Storytime: Waiting Room.

April 4th, 2018

“Health card, please.”
The man had been in line for three minutes. The man had seen six people hand over their health card. The man was completely astonished to learn so suddenly that he, too had a health card – and what’s more, somebody might ever want to see it. He scuffled through all his pockets one after another, pulled out a big wad of mashed Kleenexes, checked all his pockets again, pulled out his keys and dropped them and picked them up again, checked all his pockets a third time and found his health card in his wallet in the first pocket he looked, and did all of this while keeping up a running commentary of ‘ohh,’ ‘ahh,’ ‘err,’ ‘sorry,’ and ‘I’m sure it was…’
The assistant gave the man a friendly, patient smile that had nothing to do with reality, took the health card, scribbled in a folder, and handed it back carefully instead of throwing it at his head. “Down the hall, to your left. The Waiting Room.”
“Oh, the waiting room.”
“No, the Waiting Room.”
“Oh. My second left?”
“Your first.”
“My left or your left?”
“Yours.”
“Right now, or the way I was when I was facing you?”
“Right now.”
“Right now or left now?”
“Health card, please,” said the assistant to the next person in line.
The man stood there for a little while until he realized he wasn’t getting any more attention, then wandering off. It was on his first left.

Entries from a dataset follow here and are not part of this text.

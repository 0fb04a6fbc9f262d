//! Payload encoding
//!
//! Wraps an assembled snapshot sequence into a self-describing JSON payload
//! for downstream consumers: producer metadata, the requested range, the
//! per-day records, and optional baseline and cache-effectiveness blocks.

use crate::baseline::Baselines;
use crate::cache::CacheStats;
use crate::error::BiometricError;
use crate::types::DailyBiometricSnapshot;
use crate::{ENGINE_VERSION, PRODUCER_NAME};
use chrono::{NaiveDate, Utc};
use serde::{Deserialize, Serialize};
use uuid::Uuid;

/// Current payload schema version
pub const PAYLOAD_VERSION: &str = "1.0.0";

/// Producer metadata embedded in every payload
#[derive(Debug, Clone, Serialize, Deserialize)]
pub struct PayloadProducer {
    pub name: String,
    pub version: String,
    pub instance_id: String,
}

/// The requested aggregation window
#[derive(Debug, Clone, Copy, Serialize, Deserialize)]
pub struct PayloadRange {
    pub from: NaiveDate,
    pub to: NaiveDate,
}

/// Complete snapshot payload
#[derive(Debug, Clone, Serialize, Deserialize)]
pub struct SnapshotPayload {
    pub payload_version: String,
    pub producer: PayloadProducer,
    pub computed_at_utc: String,
    pub range: PayloadRange,
    pub days: Vec<DailyBiometricSnapshot>,
    #[serde(skip_serializing_if = "Option::is_none")]
    pub baselines: Option<Baselines>,
    #[serde(skip_serializing_if = "Option::is_none")]
    pub cache: Option<CacheStats>,
}

/// Encoder for producing snapshot payloads
pub struct SnapshotEncoder {
    instance_id: String,
}

impl Default for SnapshotEncoder {
    fn default() -> Self {
        Self::new()
    }
}

impl SnapshotEncoder {
    /// Create a new encoder with a unique instance ID
    pub fn new() -> Self {
        Self {
            instance_id: Uuid::new_v4().to_string(),
        }
    }

    /// Create an encoder with a specific instance ID
    pub fn with_instance_id(instance_id: String) -> Self {
        Self { instance_id }
    }

    /// Wrap a snapshot sequence into a payload
    pub fn encode(
        &self,
        range: PayloadRange,
        days: Vec<DailyBiometricSnapshot>,
        baselines: Option<Baselines>,
        cache: Option<CacheStats>,
    ) -> SnapshotPayload {
        SnapshotPayload {
            payload_version: PAYLOAD_VERSION.to_string(),
            producer: PayloadProducer {
                name: PRODUCER_NAME.to_string(),
                version: ENGINE_VERSION.to_string(),
                instance_id: self.instance_id.clone(),
            },
            computed_at_utc: Utc::now().to_rfc3339(),
            range,
            days,
            baselines,
            cache,
        }
    }

    /// Encode straight to pretty-printed JSON
    pub fn encode_to_json(
        &self,
        range: PayloadRange,
        days: Vec<DailyBiometricSnapshot>,
        baselines: Option<Baselines>,
        cache: Option<CacheStats>,
    ) -> Result<String, BiometricError> {
        let payload = self.encode(range, days, baselines, cache);
        serde_json::to_string_pretty(&payload).map_err(BiometricError::Json)
    }
}
//! Baseline tracking
//!
//! Maintains rolling baselines for HRV, resting heart rate, and sleep
//! metrics across consecutive daily snapshots. Baselines enable relative
//! interpretation of a day's values by downstream recovery and insight
//! consumers.
//!
//! A value of 0 in a snapshot means "no data recorded" (the engine's
//! fail-fast fetch policy guarantees this), so zero values are skipped
//! rather than dragged into the rolling averages.

use crate::types::DailyBiometricSnapshot;
use serde::{Deserialize, Serialize};
use std::collections::VecDeque;

/// Default baseline window in days
pub const DEFAULT_BASELINE_WINDOW: usize = 14;

/// Rolling baseline values
#[derive(Debug, Clone, Default, Serialize, Deserialize)]
pub struct Baselines {
    /// Baseline HRV (rolling average, ms)
    pub hrv_ms: Option<f64>,
    /// Baseline resting HR (rolling average, bpm)
    pub resting_hr_bpm: Option<f64>,
    /// Baseline total sleep (rolling average, minutes)
    pub sleep_minutes: Option<f64>,
    /// Baseline sleep efficiency (rolling average, 0-1)
    pub sleep_efficiency: Option<f64>,
    /// Number of days contributing to the widest window
    pub days: u32,
}

/// Percentage deviations of one day's values from the baseline that stood
/// before that day was observed
#[derive(Debug, Clone, Default, Serialize, Deserialize)]
pub struct BaselineDeviation {
    pub hrv_pct: Option<f64>,
    pub resting_hr_pct: Option<f64>,
    pub sleep_duration_pct: Option<f64>,
}

/// Rolling-window tracker fed by daily snapshots
#[derive(Debug, Clone, Serialize, Deserialize)]
pub struct BaselineTracker {
    hrv_values: VecDeque<f64>,
    rhr_values: VecDeque<f64>,
    sleep_duration_values: VecDeque<f64>,
    sleep_efficiency_values: VecDeque<f64>,
    window_size: usize,
}

impl Default for BaselineTracker {
    fn default() -> Self {
        Self::new(DEFAULT_BASELINE_WINDOW)
    }
}

impl BaselineTracker {
    /// Create a tracker with the given window size in days
    pub fn new(window_size: usize) -> Self {
        Self {
            hrv_values: VecDeque::with_capacity(window_size),
            rhr_values: VecDeque::with_capacity(window_size),
            sleep_duration_values: VecDeque::with_capacity(window_size),
            sleep_efficiency_values: VecDeque::with_capacity(window_size),
            window_size,
        }
    }

    /// Fold one day's snapshot into the rolling windows and return the
    /// day's deviation from the baseline as it stood before the update.
    pub fn observe(&mut self, snapshot: &DailyBiometricSnapshot) -> BaselineDeviation {
        let before = self.baselines();

        let deviation = BaselineDeviation {
            hrv_pct: deviation_pct(
                nonzero(snapshot.cardio.heart_rate_variability),
                before.hrv_ms,
            ),
            resting_hr_pct: deviation_pct(
                nonzero(snapshot.cardio.resting_heart_rate),
                before.resting_hr_bpm,
            ),
            sleep_duration_pct: deviation_pct(
                nonzero(snapshot.sleep.total_minutes),
                before.sleep_minutes,
            ),
        };

        if let Some(hrv) = nonzero(snapshot.cardio.heart_rate_variability) {
            push_rolling(&mut self.hrv_values, hrv, self.window_size);
        }
        if let Some(rhr) = nonzero(snapshot.cardio.resting_heart_rate) {
            push_rolling(&mut self.rhr_values, rhr, self.window_size);
        }
        if let Some(sleep) = nonzero(snapshot.sleep.total_minutes) {
            push_rolling(&mut self.sleep_duration_values, sleep, self.window_size);
            push_rolling(
                &mut self.sleep_efficiency_values,
                snapshot.sleep.efficiency,
                self.window_size,
            );
        }

        deviation
    }

    /// Current rolling baselines
    pub fn baselines(&self) -> Baselines {
        Baselines {
            hrv_ms: rolling_average(&self.hrv_values),
            resting_hr_bpm: rolling_average(&self.rhr_values),
            sleep_minutes: rolling_average(&self.sleep_duration_values),
            sleep_efficiency: rolling_average(&self.sleep_efficiency_values),
            days: self
                .hrv_values
                .len()
                .max(self.rhr_values.len())
                .max(self.sleep_duration_values.len()) as u32,
        }
    }

    /// Load tracker state from JSON
    pub fn from_json(json: &str) -> Result<Self, serde_json::Error> {
        serde_json::from_str(json)
    }

    /// Serialize tracker state to JSON
    pub fn to_json(&self) -> Result<String, serde_json::Error> {
        serde_json::to_string(self)
    }
}

fn nonzero(value: f64) -> Option<f64> {
    (value > 0.0).then_some(value)
}

fn push_rolling(queue: &mut VecDeque<f64>, value: f64, window_size: usize) {
    queue.push_back(value);
    while queue.len() > window_size {
        queue.pop_front();
    }
}

fn rolling_average(values: &VecDeque<f64>) -> Option<f64> {
    if values.is_empty() {
        return None;
    }
    let sum: f64 = values.iter().sum();
    Some(sum / values.len() as f64)
}

fn deviation_pct(current: Option<f64>, baseline: Option<f64>) -> Option<f64> {
    match (current, baseline) {
        (Some(current), Some(baseline)) if baseline > 0.0 => {
            Some(((current - baseline) / baseline) * 100.0)
        }
        _ => None,
    }
}

#[cfg(test)]
mod tests {
    use super::*;
    use crate::types::DailyBiometricSnapshot;
    use chrono::NaiveDate;
    use pretty_assertions::assert_eq;

    fn snapshot(day: u32, hrv: f64, rhr: f64, sleep_min: f64) -> DailyBiometricSnapshot {
        let mut snapshot =
            DailyBiometricSnapshot::empty(NaiveDate::from_ymd_opt(2024, 1, day).unwrap());
        snapshot.cardio.heart_rate_variability = hrv;
        snapshot.cardio.resting_heart_rate = rhr;
        snapshot.sleep.total_minutes = sleep_min;
        if sleep_min > 0.0 {
            snapshot.sleep.efficiency = 0.9;
        }
        snapshot
    }

    #[test]
    fn test_baseline_accumulation() {
        let mut tracker = BaselineTracker::new(7);
        for i in 0..7 {
            tracker.observe(&snapshot(i + 1, 60.0 + f64::from(i), 55.0, 420.0));
        }

        let baselines = tracker.baselines();
        // Average of 60..=66 is 63
        assert_eq!(baselines.hrv_ms, Some(63.0));
        assert_eq!(baselines.resting_hr_bpm, Some(55.0));
        assert_eq!(baselines.sleep_minutes, Some(420.0));
        assert_eq!(baselines.days, 7);
    }

    #[test]
    fn test_window_rolls_off_old_values() {
        let mut tracker = BaselineTracker::new(3);
        for i in 0..5 {
            // 60, 70, 80, 90, 100; only the last three stay in the window
            tracker.observe(&snapshot(i + 1, 60.0 + f64::from(i) * 10.0, 55.0, 420.0));
        }

        let baselines = tracker.baselines();
        assert_eq!(baselines.hrv_ms, Some(90.0));
        assert_eq!(baselines.days, 3);
    }

    #[test]
    fn test_deviation_uses_pre_observation_baseline() {
        let mut tracker = BaselineTracker::new(7);
        for i in 0..7 {
            tracker.observe(&snapshot(i + 1, 60.0, 55.0, 420.0));
        }

        let deviation = tracker.observe(&snapshot(8, 72.0, 55.0, 420.0));
        // 72 against a baseline of exactly 60
        assert_eq!(deviation.hrv_pct, Some(20.0));
        assert_eq!(deviation.resting_hr_pct, Some(0.0));
    }

    #[test]
    fn test_zero_filled_days_do_not_drag_baselines() {
        let mut tracker = BaselineTracker::new(7);
        tracker.observe(&snapshot(1, 60.0, 55.0, 420.0));
        // A data-free day: everything 0
        tracker.observe(&snapshot(2, 0.0, 0.0, 0.0));

        let baselines = tracker.baselines();
        assert_eq!(baselines.hrv_ms, Some(60.0));
        assert_eq!(baselines.days, 1);
    }

    #[test]
    fn test_no_deviation_without_baseline() {
        let mut tracker = BaselineTracker::default();
        let deviation = tracker.observe(&snapshot(1, 65.0, 55.0, 420.0));
        assert_eq!(deviation.hrv_pct, None);
        assert_eq!(deviation.resting_hr_pct, None);
        assert_eq!(deviation.sleep_duration_pct, None);
    }

    #[test]
    fn test_serialization_round_trip() {
        let mut tracker = BaselineTracker::new(7);
        tracker.observe(&snapshot(1, 65.0, 55.0, 420.0));

        let json = tracker.to_json().unwrap();
        let loaded = BaselineTracker::from_json(&json).unwrap();

        assert_eq!(
            tracker.baselines().hrv_ms,
            loaded.baselines().hrv_ms
        );
        assert_eq!(tracker.baselines().days, loaded.baselines().days);
    }
}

It, of course, was the Waiting Room.

The Waiting Room was coloured in beige and boredom, and decorated in soft ‘80s numbness. The air tasted like it hadn’t moved since the 40s, and the floor grumbled angrily when used. A big wooden door at the far end sealed away the doctor, behind oaken sternness and a big overhead bell that looked capable of summoning a most foreboding DING.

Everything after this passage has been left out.